I remember my disdain for all the horse posters on the wall of my girls-only boarding school. (Then again my disdain extended to almost anything and anyone there in that miserable, elitist place, and thus my loathing parkour was just par for the course. Hm, had to think about that one.)
It did not help that my father, in some of our rare outings, took me to the CHIO equestrian competitions in Aachen, something they call the Wimbledon of the horse sporting world. It meant hours of fearing he would keel over with a heart attack so tense would he get with all the jumping horses barely missing the beams.

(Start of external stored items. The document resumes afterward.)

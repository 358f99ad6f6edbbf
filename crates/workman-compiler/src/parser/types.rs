//! Surface type grammar.
//!
//! ```text
//! type     ::= atom [ '->' type ]                  (right associative)
//! atom     ::= UPPER [ '<' type (',' type)* '>' ]
//!            | '(' ')'
//!            | '(' type (',' type)* ')'
//!            | '<' row_case (',' row_case)* '>'
//!            | '?'
//! row_case ::= UPPER [ '<' type '>' ]
//! ```
//!
//! Nested angle closers lex as one `>>` operator run; [`Parser::eat_angle_close`]
//! splits such runs in place, one `>` at a time.

use crate::lexer::TokenKind;

use super::Parser;
use super::ast::{RowCase, TypeExpr, TypeExprKind};

impl<'s> Parser<'s> {
    pub(crate) fn parse_type_expr(&mut self) -> Option<TypeExpr> {
        if !self.enter_depth() {
            return None;
        }
        let result = self.parse_type_inner();
        self.exit_depth();
        result
    }

    fn parse_type_inner(&mut self) -> Option<TypeExpr> {
        let from = self.parse_type_atom()?;

        if self.at(TokenKind::Operator) && self.current_text() == "->" {
            self.bump();
            let to = self.parse_type_expr()?;
            let span = from.span.cover(to.span);
            return Some(self.mk_type(
                span,
                TypeExprKind::Fun {
                    from: Box::new(from),
                    to: Box::new(to),
                },
            ));
        }

        Some(from)
    }

    fn parse_type_atom(&mut self) -> Option<TypeExpr> {
        match self.current() {
            TokenKind::Upper => {
                let span = self.current_span();
                let name = self.current_text().to_string();
                self.bump();

                let mut args = Vec::new();
                let mut full = span;
                if self.eat(TokenKind::Lt) {
                    loop {
                        let arg = self.parse_type_expr()?;
                        full = full.cover(arg.span);
                        args.push(arg);
                        if !self.eat(TokenKind::Comma) {
                            break;
                        }
                    }
                    if !self.eat_angle_close() {
                        self.error_expected("`>`", "type arguments");
                    }
                }
                Some(self.mk_type(full, TypeExprKind::Name { name, args }))
            }
            TokenKind::ParenOpen => {
                let open = self.bump();
                if self.at(TokenKind::ParenClose) {
                    let close = self.bump();
                    return Some(self.mk_type(open.cover(close), TypeExprKind::Unit));
                }
                let mut elems = Vec::new();
                loop {
                    elems.push(self.parse_type_expr()?);
                    if !self.eat(TokenKind::Comma) {
                        break;
                    }
                }
                let close = self.current_span();
                self.expect(TokenKind::ParenClose, "type");

                if elems.len() == 1 {
                    return elems.pop();
                }
                Some(self.mk_type(open.cover(close), TypeExprKind::Tuple(elems)))
            }
            TokenKind::Lt => self.parse_row_type(),
            TokenKind::Operator if self.current_text() == "?" => {
                let span = self.bump();
                Some(self.mk_type(span, TypeExprKind::Hole))
            }
            _ => {
                self.error_expected("a type", "type position");
                None
            }
        }
    }

    /// `<Case, Case<Payload>, ...>`
    pub(crate) fn parse_row_type(&mut self) -> Option<TypeExpr> {
        let open = self.bump(); // `<`
        let mut cases = Vec::new();

        while !self.eof() {
            let name = self.parse_upper_ident("error-row case")?;
            let payload = if self.eat(TokenKind::Lt) {
                let ty = self.parse_type_expr()?;
                if !self.eat_angle_close() {
                    self.error_expected("`>`", "error-row payload");
                }
                Some(ty)
            } else {
                None
            };
            cases.push(RowCase { name, payload });
            if !self.eat(TokenKind::Comma) {
                break;
            }
        }

        let close = self.current_span();
        if !self.eat_angle_close() {
            self.error_expected("`>`", "error-row type");
        }
        Some(self.mk_type(open.cover(close), TypeExprKind::Row(cases)))
    }

    /// Consume a single closing `>`, splitting it off an operator run
    /// (`>>`, `>=`, ...) when necessary.
    pub(crate) fn eat_angle_close(&mut self) -> bool {
        match self.current() {
            TokenKind::Gt => {
                self.bump();
                true
            }
            TokenKind::Operator => {
                let text = self.current_text();
                if !text.starts_with('>') || text.len() < 2 {
                    return false;
                }
                let rest_kind = match &text[1..] {
                    ">" => TokenKind::Gt,
                    "<" => TokenKind::Lt,
                    "=" => TokenKind::Eq,
                    "|" => TokenKind::Pipe,
                    "=>" => TokenKind::FatArrow,
                    _ => TokenKind::Operator,
                };
                let tok = &mut self.tokens[self.pos];
                tok.span.start += 1;
                tok.kind = rest_kind;
                true
            }
            _ => false,
        }
    }
}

We do come from very excitable stock….
https://www.chioaachen.de/de/programm/
Some years later during months of backpacking through South America, I had multiple occasions to actually sit on a horse; your couldn’t call it riding exactly, but it was certainly thrilling since it got you to places that would otherwise not have been reached.
Here is a review of the book that replaces my strange memories with interesting facts.
You’ll understand, though, that I prefer to stick to photography of urban horse chimeras while listening to this…..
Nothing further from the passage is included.